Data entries
------

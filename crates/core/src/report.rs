//! Cleanup run reports

use chrono::{DateTime, Local};
use serde::Serialize;
use std::io;
use std::path::{Path, PathBuf};

/// Disposal mode of a run
#[derive(Debug, Clone, Copy, PartialEq, Eq, Serialize)]
#[serde(rename_all = "lowercase")]
pub enum RetentionMode {
    /// Move stale files into today's backup generation, drop older generations
    Archive,
    /// Delete stale files and the whole backup root
    Purge,
}

impl std::fmt::Display for RetentionMode {
    fn fmt(&self, f: &mut std::fmt::Formatter<'_>) -> std::fmt::Result {
        match self {
            RetentionMode::Archive => write!(f, "archive"),
            RetentionMode::Purge => write!(f, "purge"),
        }
    }
}

/// Step at which a single item failed
#[derive(Debug, Clone, Copy, PartialEq, Eq, Serialize)]
#[serde(rename_all = "lowercase")]
pub enum FailureStage {
    Stat,
    Archive,
    Delete,
    Prune,
}

/// A non-fatal failure recorded against one path
#[derive(Debug, Clone, PartialEq, Eq, Serialize)]
pub struct FileFailure {
    pub path: PathBuf,
    pub stage: FailureStage,
    pub error: String,
}

impl FileFailure {
    pub fn new(path: impl AsRef<Path>, stage: FailureStage, error: &io::Error) -> Self {
        Self {
            path: path.as_ref().to_path_buf(),
            stage,
            error: error.to_string(),
        }
    }
}

/// What happened to a stale file that was handled successfully
#[derive(Debug, Clone, PartialEq, Eq, Serialize)]
#[serde(tag = "action", rename_all = "lowercase")]
pub enum Disposal {
    Archived { from: PathBuf, to: PathBuf },
    Deleted { path: PathBuf },
}

impl Disposal {
    /// Original location of the file
    pub fn source(&self) -> &Path {
        match self {
            Disposal::Archived { from, .. } => from,
            Disposal::Deleted { path } => path,
        }
    }
}

/// Outcome of one cleanup run
#[derive(Debug, Clone, Serialize)]
pub struct CleanupReport {
    pub mode: RetentionMode,
    pub cutoff: DateTime<Local>,
    /// Number of files in the deletable set
    pub stale_found: usize,
    pub disposed: Vec<Disposal>,
    /// Per-file stat/archive/delete failures
    pub failures: Vec<FileFailure>,
    /// Generation directory written by an archive run
    pub generation: Option<PathBuf>,
    /// Names of backup generations removed by this run
    pub pruned_generations: Vec<String>,
    /// Older generations were kept because an archive move failed
    pub prune_skipped: bool,
    pub backup_root_removed: bool,
    pub backup_failures: Vec<FileFailure>,
    pub bytes_reclaimed: u64,
}

impl CleanupReport {
    pub fn new(mode: RetentionMode, cutoff: DateTime<Local>) -> Self {
        Self {
            mode,
            cutoff,
            stale_found: 0,
            disposed: Vec::new(),
            failures: Vec::new(),
            generation: None,
            pruned_generations: Vec::new(),
            prune_skipped: false,
            backup_root_removed: false,
            backup_failures: Vec::new(),
            bytes_reclaimed: 0,
        }
    }

    /// Files archived or deleted
    pub fn succeeded(&self) -> usize {
        self.disposed.len()
    }

    pub fn failed(&self) -> usize {
        self.failures.len()
    }

    /// True when nothing was stale
    pub fn is_noop(&self) -> bool {
        self.stale_found == 0
    }

    pub fn has_failures(&self) -> bool {
        !self.failures.is_empty() || !self.backup_failures.is_empty()
    }

    /// Stale files existed but not one of them could be handled
    pub fn all_failed(&self) -> bool {
        self.stale_found > 0 && self.disposed.is_empty()
    }

    /// Attach stat failures found while scanning
    pub fn record_unreadable(&mut self, unreadable: impl IntoIterator<Item = FileFailure>) {
        self.failures.extend(unreadable);
    }
}
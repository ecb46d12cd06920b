//! Logging setup for the binary
//!
//! Human-readable output on stderr plus a plain log file, the way the
//! cleaner has always kept `clean_mysql_binlogs.log`.

use anyhow::Result;
use std::path::{Path, PathBuf};
use tracing_appender::non_blocking::WorkerGuard;
use tracing_appender::rolling::{RollingFileAppender, Rotation};
use tracing_subscriber::{fmt, prelude::*, EnvFilter};

/// File name used when `--log-file` is not given
pub const DEFAULT_LOG_FILE: &str = "clean_mysql_binlogs.log";

/// Log file next to the executable
pub fn default_log_file() -> PathBuf {
    std::env::current_exe()
        .ok()
        .and_then(|exe| exe.parent().map(|dir| dir.join(DEFAULT_LOG_FILE)))
        .unwrap_or_else(|| PathBuf::from(DEFAULT_LOG_FILE))
}

/// Install the global subscriber
///
/// The returned guard flushes the file writer on drop; keep it alive for
/// the whole run. If the log file cannot be opened, logging continues on
/// stderr only.
pub fn init(log_file: &Path, verbose: bool) -> Result<Option<WorkerGuard>> {
    let default_level = if verbose { "debug" } else { "info" };
    let filter =
        EnvFilter::try_from_default_env().unwrap_or_else(|_| EnvFilter::new(default_level));

    let stderr_layer = fmt::layer().with_writer(std::io::stderr).with_target(false);

    match open_appender(log_file) {
        Ok(appender) => {
            let (writer, guard) = tracing_appender::non_blocking(appender);
            let file_layer = fmt::layer()
                .with_ansi(false)
                .with_target(false)
                .with_writer(writer);

            tracing_subscriber::registry()
                .with(filter)
                .with(stderr_layer)
                .with(file_layer)
                .try_init()?;
            Ok(Some(guard))
        }
        Err(e) => {
            tracing_subscriber::registry()
                .with(filter)
                .with(stderr_layer)
                .try_init()?;
            tracing::warn!("Cannot write log file {}: {}", log_file.display(), e);
            Ok(None)
        }
    }
}

fn open_appender(log_file: &Path) -> Result<RollingFileAppender> {
    let dir = match log_file.parent() {
        Some(dir) if !dir.as_os_str().is_empty() => dir.to_path_buf(),
        _ => PathBuf::from("."),
    };
    let name = log_file
        .file_name()
        .map(|n| n.to_string_lossy().into_owned())
        .unwrap_or_else(|| DEFAULT_LOG_FILE.to_string());

    let appender = RollingFileAppender::builder()
        .rotation(Rotation::NEVER)
        .filename_prefix(name)
        .build(dir)?;
    Ok(appender)
}
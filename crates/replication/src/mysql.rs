//! MySQL replica status via sqlx

use crate::{validate_log_file_name, PositionProvider, ReplicationError, Result};
use async_trait::async_trait;
use serde::{Deserialize, Serialize};
use sqlx::mysql::{MySqlConnectOptions, MySqlConnection};
use sqlx::{ConnectOptions, Connection, Executor, Row};
use std::fmt;
use std::str::FromStr;

/// Default MySQL port
pub const DEFAULT_PORT: u16 = 3306;

/// Which replica status statement the server understands
#[derive(Debug, Clone, Copy, PartialEq, Eq, Default, Serialize, Deserialize)]
#[serde(rename_all = "lowercase")]
pub enum StatusDialect {
    /// `SHOW SLAVE STATUS` / `Relay_Master_Log_File`
    #[default]
    Legacy,
    /// `SHOW REPLICA STATUS` / `Relay_Source_Log_File` (8.0.22+)
    Modern,
}

impl StatusDialect {
    pub fn query(&self) -> &'static str {
        match self {
            StatusDialect::Legacy => "SHOW SLAVE STATUS",
            StatusDialect::Modern => "SHOW REPLICA STATUS",
        }
    }

    /// Column holding the source binlog the SQL thread is replaying
    pub fn position_column(&self) -> &'static str {
        match self {
            StatusDialect::Legacy => "Relay_Master_Log_File",
            StatusDialect::Modern => "Relay_Source_Log_File",
        }
    }
}

impl FromStr for StatusDialect {
    type Err = String;

    fn from_str(s: &str) -> std::result::Result<Self, Self::Err> {
        match s.to_ascii_lowercase().as_str() {
            "legacy" | "slave" => Ok(StatusDialect::Legacy),
            "modern" | "replica" => Ok(StatusDialect::Modern),
            other => Err(format!(
                "unknown status dialect '{}' (expected 'legacy' or 'modern')",
                other
            )),
        }
    }
}

/// Password that never shows up in `Debug` output
#[derive(Clone, Default, PartialEq, Eq, Deserialize)]
#[serde(transparent)]
pub struct Password(String);

impl Password {
    pub fn new(value: impl Into<String>) -> Self {
        Self(value.into())
    }

    pub fn expose(&self) -> &str {
        &self.0
    }
}

impl fmt::Debug for Password {
    fn fmt(&self, f: &mut fmt::Formatter<'_>) -> fmt::Result {
        f.write_str("Password(***)")
    }
}

/// Where and how to reach the replica
#[derive(Debug, Clone)]
pub struct ConnectionParams {
    pub host: String,
    pub port: u16,
    pub user: String,
    pub password: Password,
}

impl ConnectionParams {
    pub fn new(host: impl Into<String>, user: impl Into<String>, password: Password) -> Self {
        Self {
            host: host.into(),
            port: DEFAULT_PORT,
            user: user.into(),
            password,
        }
    }

    fn connect_options(&self) -> MySqlConnectOptions {
        MySqlConnectOptions::new()
            .host(&self.host)
            .port(self.port)
            .username(&self.user)
            .password(self.password.expose())
    }
}

/// Reads the replaying position from a MySQL replica
pub struct MySqlPositionProvider {
    params: ConnectionParams,
    dialect: StatusDialect,
}

impl MySqlPositionProvider {
    pub fn new(params: ConnectionParams, dialect: StatusDialect) -> Self {
        Self { params, dialect }
    }

    async fn connect(&self) -> Result<MySqlConnection> {
        self.params
            .connect_options()
            .connect()
            .await
            .map_err(|source| {
                tracing::error!("Failed to connect to {}: {}", self.describe(), source);
                ReplicationError::Connection {
                    host: self.params.host.clone(),
                    source,
                }
            })
    }
}

#[async_trait]
impl PositionProvider for MySqlPositionProvider {
    fn describe(&self) -> String {
        format!(
            "mysql://{}@{}:{}",
            self.params.user, self.params.host, self.params.port
        )
    }

    async fn current_log_file(&self) -> Result<String> {
        let mut conn = self.connect().await?;
        tracing::debug!("Connected to {}, running {}", self.describe(), self.dialect.query());

        // Plain &str runs over the text protocol; SHOW statements need not be preparable
        let row = (&mut conn)
            .fetch_optional(self.dialect.query())
            .await
            .map_err(ReplicationError::QueryFailed);

        if let Err(e) = conn.close().await {
            tracing::debug!("Error closing connection to {}: {}", self.params.host, e);
        }

        let not_configured = || ReplicationError::NotConfigured {
            host: self.params.host.clone(),
        };

        let row = row?.ok_or_else(not_configured)?;
        // Bytes rather than String: some servers report SHOW columns with a binary charset
        let file: Option<Vec<u8>> = row
            .try_get(self.dialect.position_column())
            .map_err(ReplicationError::QueryFailed)?;
        let file = file
            .map(|bytes| String::from_utf8_lossy(&bytes).into_owned())
            .unwrap_or_default();

        if file.trim().is_empty() {
            return Err(not_configured());
        }
        validate_log_file_name(&file)
    }
}
//! Replica password acquisition

use anyhow::{Context, Result};
use replication::Password;
use std::fs;
use std::path::{Path, PathBuf};

/// Where the replica password comes from
#[derive(Debug, Clone, PartialEq)]
pub enum PasswordSource {
    /// Ask on the terminal
    Prompt,
    /// Plain text file, surrounding whitespace trimmed
    File(PathBuf),
    /// Given directly
    Literal(Password),
}

impl PasswordSource {
    pub fn resolve(&self, user: &str) -> Result<Password> {
        match self {
            PasswordSource::Prompt => {
                let value = dialoguer::Password::new()
                    .with_prompt(format!("Enter replica MySQL password for {}", user))
                    .allow_empty_password(true)
                    .interact()
                    .context("Failed to read password from terminal")?;
                Ok(Password::new(value))
            }
            PasswordSource::File(path) => read_password_file(path),
            PasswordSource::Literal(password) => Ok(password.clone()),
        }
    }
}

/// Read a password file
pub fn read_password_file(path: &Path) -> Result<Password> {
    let path = std::path::absolute(path)
        .with_context(|| format!("Failed to resolve {}", path.display()))?;
    let content = fs::read_to_string(&path)
        .with_context(|| format!("Failed to read password file {}", path.display()))?;
    Ok(Password::new(content.trim()))
}
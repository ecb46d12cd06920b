//! Shared formatting helpers

use chrono::Duration;

/// Format file size in human-readable format
pub fn format_size(bytes: u64) -> String {
    const KB: u64 = 1024;
    const MB: u64 = KB * 1024;
    const GB: u64 = MB * 1024;

    if bytes >= GB {
        format!("{:.2} GB", bytes as f64 / GB as f64)
    } else if bytes >= MB {
        format!("{:.2} MB", bytes as f64 / MB as f64)
    } else if bytes >= KB {
        format!("{:.2} KB", bytes as f64 / KB as f64)
    } else {
        format!("{} B", bytes)
    }
}

/// Format a file age ("10 days", "3 hours")
pub fn format_age(age: Duration) -> String {
    let seconds = age.num_seconds();

    if seconds < 0 {
        "in the future".to_string()
    } else if seconds < 60 {
        format!("{} seconds", seconds)
    } else if seconds < 3600 {
        format!("{} minutes", seconds / 60)
    } else if seconds < 86400 {
        format!("{} hours", seconds / 3600)
    } else {
        format!("{} days", seconds / 86400)
    }
}
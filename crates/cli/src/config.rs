//! Configuration loading and precedence
//!
//! The optional config file lives at `~/.config/binlog-cleaner/config.toml`
//! (or wherever `--config` points). Command-line flags override it, and
//! built-in defaults fill whatever neither sets.

use crate::credentials::PasswordSource;
use crate::locks;
use anyhow::{Context, Result};
use binlog_core::RetentionConfig;
use replication::{Password, StatusDialect};
use serde::Deserialize;
use std::fs;
use std::path::{Path, PathBuf};

/// Contents of the config file
#[derive(Debug, Clone, Default, Deserialize)]
#[serde(default)]
pub struct FileConfig {
    /// Log directory of the source server
    pub binlog_dir: Option<PathBuf>,

    /// Run lock location
    pub lock_file: Option<PathBuf>,

    /// Replica connection
    pub connection: ConnectionConfig,

    /// Retention settings
    pub retention: RetentionFileConfig,
}

/// `[connection]` section
#[derive(Debug, Clone, Default, Deserialize)]
#[serde(default)]
pub struct ConnectionConfig {
    pub host: Option<String>,
    pub port: Option<u16>,
    pub user: Option<String>,
    pub password_file: Option<PathBuf>,
    pub password: Option<Password>,
    pub status_dialect: Option<StatusDialect>,
}

/// `[retention]` section
///
/// Options rather than `RetentionConfig` so an unset key does not mask a
/// command-line default.
#[derive(Debug, Clone, Default, Deserialize)]
#[serde(default)]
pub struct RetentionFileConfig {
    pub threshold_days: Option<u32>,
    pub retention_enabled: Option<bool>,
}

/// Values taken from the command line
#[derive(Debug, Clone, Default)]
pub struct CliOverrides {
    pub host: Option<String>,
    pub port: Option<u16>,
    pub user: Option<String>,
    pub password: Option<PasswordSource>,
    pub binlog_dir: Option<PathBuf>,
    pub threshold_days: Option<u32>,
    pub retention_enabled: Option<bool>,
    pub status_dialect: Option<StatusDialect>,
    pub in_use_segment: Option<String>,
    pub lock_file: Option<PathBuf>,
}

/// How the in-use segment is determined
#[derive(Debug, Clone, PartialEq)]
pub enum PositionSource {
    /// Ask the replica
    Replica {
        host: String,
        port: u16,
        user: String,
        password: PasswordSource,
        dialect: StatusDialect,
    },
    /// File name given by the operator
    Static(String),
}

/// Fully resolved settings for one run
#[derive(Debug, Clone)]
pub struct RunSettings {
    /// Absolute log directory
    pub binlog_dir: PathBuf,
    pub position: PositionSource,
    pub retention: RetentionConfig,
    pub lock_file: PathBuf,
    pub dry_run: bool,
    pub strict: bool,
}

/// Default config file path
pub fn config_file_path() -> Option<PathBuf> {
    dirs::config_dir().map(|c| c.join("binlog-cleaner").join("config.toml"))
}

/// Load the config file
///
/// An explicit path must exist. Without one, the default location is used
/// when present and defaults otherwise.
pub fn load(explicit: Option<&Path>) -> Result<FileConfig> {
    let path = match explicit {
        Some(path) => path.to_path_buf(),
        None => match config_file_path() {
            Some(path) if path.exists() => path,
            _ => {
                tracing::debug!("No config file found, using defaults");
                return Ok(FileConfig::default());
            }
        },
    };

    let content = fs::read_to_string(&path)
        .with_context(|| format!("Failed to read config at {}", path.display()))?;

    let config: FileConfig = toml::from_str(&content)
        .with_context(|| format!("Failed to parse config at {}", path.display()))?;

    tracing::debug!("Loaded config from {}", path.display());
    Ok(config)
}

/// Merge command line over file over defaults
pub fn resolve(file: FileConfig, cli: CliOverrides) -> Result<RunSettings> {
    let binlog_dir = cli
        .binlog_dir
        .or(file.binlog_dir)
        .context("A binlog directory is required (--binlog-dir or binlog_dir in the config file)")?;
    let binlog_dir = std::path::absolute(&binlog_dir)
        .with_context(|| format!("Failed to resolve {}", binlog_dir.display()))?;

    let defaults = RetentionConfig::default();
    let retention = RetentionConfig {
        threshold_days: cli
            .threshold_days
            .or(file.retention.threshold_days)
            .unwrap_or(defaults.threshold_days),
        retention_enabled: cli
            .retention_enabled
            .or(file.retention.retention_enabled)
            .unwrap_or(defaults.retention_enabled),
    };

    let position = match cli.in_use_segment {
        Some(segment) => PositionSource::Static(segment),
        None => {
            let conn = file.connection;
            let host = cli
                .host
                .or(conn.host)
                .context("A replica host is required (--host) unless --in-use-segment is given")?;
            let user = cli
                .user
                .or(conn.user)
                .context("A replica user is required (--user)")?;
            let password = cli
                .password
                .or_else(|| conn.password_file.map(PasswordSource::File))
                .or_else(|| conn.password.map(PasswordSource::Literal))
                .context("A password source is required (-P, --password-file or --password)")?;

            PositionSource::Replica {
                host,
                port: cli.port.or(conn.port).unwrap_or(replication::mysql::DEFAULT_PORT),
                user,
                password,
                dialect: cli.status_dialect.or(conn.status_dialect).unwrap_or_default(),
            }
        }
    };

    let lock_file = cli
        .lock_file
        .or(file.lock_file)
        .unwrap_or_else(|| locks::default_lock_path(&binlog_dir));

    Ok(RunSettings {
        binlog_dir,
        position,
        retention,
        lock_file,
        dry_run: false,
        strict: false,
    })
}
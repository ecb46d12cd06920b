//! binlog-cleaner - retire replicated MySQL binlogs safely

use anyhow::Result;
use clap::Parser;
use cli_lib::config::{self, CliOverrides};
use cli_lib::credentials::PasswordSource;
use cli_lib::{display, logging, run};
use replication::{Password, StatusDialect};
use std::path::PathBuf;
use std::process::ExitCode;

/// Delete or archive source binlogs the replica no longer needs
#[derive(Parser)]
#[command(name = "binlog-cleaner")]
#[command(author, version, about, long_about = None)]
struct Cli {
    /// IP address / FQDN / hostname of the replica MySQL server
    #[arg(long)]
    host: Option<String>,

    /// Replica MySQL port (default: 3306)
    #[arg(long)]
    port: Option<u16>,

    /// MySQL user to connect to the replica with
    #[arg(long)]
    user: Option<String>,

    /// Prompt for the replica password
    #[arg(short = 'P', long = "password-prompt", conflicts_with_all = ["password_file", "password"])]
    password_prompt: bool,

    /// Plain text file containing the replica password
    #[arg(long, conflicts_with = "password")]
    password_file: Option<PathBuf>,

    /// Replica password
    #[arg(long)]
    password: Option<String>,

    /// Binlog directory of the source MySQL server
    #[arg(long)]
    binlog_dir: Option<PathBuf>,

    /// Handle binlogs older than this many days (default: 7)
    #[arg(long, value_parser = clap::value_parser!(u32).range(0..=36500))]
    threshold: Option<u32>,

    /// Archive stale binlogs into BACKUP/<date> and drop older backups (default)
    #[arg(long, conflicts_with = "disable_retention")]
    enable_retention: bool,

    /// Delete stale binlogs and all backups
    #[arg(long)]
    disable_retention: bool,

    /// Replica status query: legacy (SHOW SLAVE STATUS) or modern (SHOW REPLICA STATUS)
    #[arg(long)]
    status_dialect: Option<StatusDialect>,

    /// Use this binlog file name as the in-use segment instead of asking the replica
    #[arg(long, conflicts_with_all = ["host", "password_prompt", "password_file", "password"])]
    in_use_segment: Option<String>,

    /// Show what would be done without changing anything
    #[arg(long)]
    dry_run: bool,

    /// Exit non-zero if any single file fails
    #[arg(long)]
    strict: bool,

    /// Print the report as JSON
    #[arg(long)]
    json: bool,

    /// Config file (default: ~/.config/binlog-cleaner/config.toml)
    #[arg(long)]
    config: Option<PathBuf>,

    /// Run lock file
    #[arg(long)]
    lock_file: Option<PathBuf>,

    /// Log file (default: clean_mysql_binlogs.log next to the executable)
    #[arg(long)]
    log_file: Option<PathBuf>,

    /// Debug logging
    #[arg(short, long)]
    verbose: bool,
}

impl Cli {
    fn overrides(&self) -> CliOverrides {
        let password = if self.password_prompt {
            Some(PasswordSource::Prompt)
        } else if let Some(path) = &self.password_file {
            Some(PasswordSource::File(path.clone()))
        } else {
            self.password
                .as_ref()
                .map(|p| PasswordSource::Literal(Password::new(p.clone())))
        };

        let retention_enabled = if self.disable_retention {
            Some(false)
        } else if self.enable_retention {
            Some(true)
        } else {
            None
        };

        CliOverrides {
            host: self.host.clone(),
            port: self.port,
            user: self.user.clone(),
            password,
            binlog_dir: self.binlog_dir.clone(),
            threshold_days: self.threshold,
            retention_enabled,
            status_dialect: self.status_dialect,
            in_use_segment: self.in_use_segment.clone(),
            lock_file: self.lock_file.clone(),
        }
    }
}

#[tokio::main(flavor = "current_thread")]
async fn main() -> ExitCode {
    let cli = Cli::parse();

    let log_file = cli.log_file.clone().unwrap_or_else(logging::default_log_file);
    let _guard = match logging::init(&log_file, cli.verbose) {
        Ok(guard) => guard,
        Err(e) => {
            eprintln!("Failed to initialize logging: {:#}", e);
            return ExitCode::FAILURE;
        }
    };

    match execute(cli).await {
        Ok(true) => ExitCode::SUCCESS,
        Ok(false) => ExitCode::FAILURE,
        Err(e) => {
            tracing::error!("{:#}", e);
            ExitCode::FAILURE
        }
    }
}

async fn execute(cli: Cli) -> Result<bool> {
    let file = config::load(cli.config.as_deref())?;
    let mut settings = config::resolve(file, cli.overrides())?;
    settings.dry_run = cli.dry_run;
    settings.strict = cli.strict;

    let provider = run::build_provider(&settings.position)?;
    let outcome = run::execute(&settings, provider.as_ref()).await?;

    if cli.json {
        display::print_json(&outcome)?;
    } else {
        display::print_outcome(&outcome);
    }

    Ok(outcome.succeeded(settings.strict))
}
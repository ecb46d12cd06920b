//! CLI command execution helpers
//!
//! Wraps the `binlog-cleaner` binary with per-test lock and log files so
//! runs never touch shared locations.

use anyhow::{Context, Result};
use std::path::{Path, PathBuf};
use std::process::Command;

/// CLI command builder
pub struct CleanerCommand {
    binlog_dir: PathBuf,
    scratch_dir: PathBuf,
    args: Vec<String>,
}

impl CleanerCommand {
    /// Command against `binlog_dir`; lock and log files go to `scratch_dir`
    pub fn new(binlog_dir: impl AsRef<Path>, scratch_dir: impl AsRef<Path>) -> Self {
        Self {
            binlog_dir: binlog_dir.as_ref().to_path_buf(),
            scratch_dir: scratch_dir.as_ref().to_path_buf(),
            args: Vec::new(),
        }
    }

    /// Add command arguments
    pub fn args(&mut self, args: &[&str]) -> &mut Self {
        self.args.extend(args.iter().map(|s| s.to_string()));
        self
    }

    pub fn execute(&self) -> Result<CommandResult> {
        let output = Command::new(env!("CARGO_BIN_EXE_binlog-cleaner"))
            .arg("--binlog-dir")
            .arg(&self.binlog_dir)
            .arg("--lock-file")
            .arg(self.scratch_dir.join("run.lock"))
            .arg("--log-file")
            .arg(self.scratch_dir.join("cleaner.log"))
            .args(&self.args)
            // Keep stderr free of ANSI noise and unaffected by the caller's filter
            .env_remove("RUST_LOG")
            .env("NO_COLOR", "1")
            .output()
            .context("Failed to execute binlog-cleaner")?;

        Ok(CommandResult {
            stdout: String::from_utf8_lossy(&output.stdout).to_string(),
            stderr: String::from_utf8_lossy(&output.stderr).to_string(),
            exit_code: output.status.code().unwrap_or(-1),
        })
    }

    /// Execute and assert success
    pub fn assert_success(&self) -> Result<CommandResult> {
        let result = self.execute()?;

        if !result.success() {
            anyhow::bail!(
                "Command failed (exit code: {}):\nArgs: {:?}\nStdout: {}\nStderr: {}",
                result.exit_code,
                self.args,
                result.stdout,
                result.stderr
            );
        }

        Ok(result)
    }

    /// Execute and expect failure
    pub fn assert_failure(&self) -> Result<CommandResult> {
        let result = self.execute()?;

        if result.success() {
            anyhow::bail!(
                "Command should have failed but succeeded:\nArgs: {:?}\nStdout: {}",
                self.args,
                result.stdout
            );
        }

        Ok(result)
    }
}

/// Command execution result
#[derive(Debug, Clone)]
pub struct CommandResult {
    pub stdout: String,
    pub stderr: String,
    pub exit_code: i32,
}

impl CommandResult {
    pub fn success(&self) -> bool {
        self.exit_code == 0
    }

    pub fn contains_stdout(&self, text: &str) -> bool {
        self.stdout.contains(text)
    }

    pub fn contains_stderr(&self, text: &str) -> bool {
        self.stderr.contains(text)
    }

    /// Parse stdout as JSON (for `--json` runs)
    pub fn json(&self) -> Result<serde_json::Value> {
        serde_json::from_str(&self.stdout).context("stdout is not valid JSON")
    }
}

/// Macro for convenient command construction
///
/// Usage:
/// ```
/// cleaner!(fixture, "--in-use-segment", "mysql-bin.000050").assert_success()?;
/// ```
#[macro_export]
macro_rules! cleaner {
    ($fixture:expr, $($arg:expr),*) => {{
        let mut cmd = $crate::common::cli::CleanerCommand::new($fixture.dir(), $fixture.scratch());
        cmd.args(&[$($arg),*]);
        cmd
    }};
}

------

TRY IT
Each line of the entries that contains the word "RetentionConfig" should be listed.

SOLVED EXERCISE
use binlog_core::RetentionConfig;
/// Options rather than `RetentionConfig` so an unset key does not mask a
    pub retention: RetentionConfig,
    let defaults = RetentionConfig::default();
    let retention = RetentionConfig {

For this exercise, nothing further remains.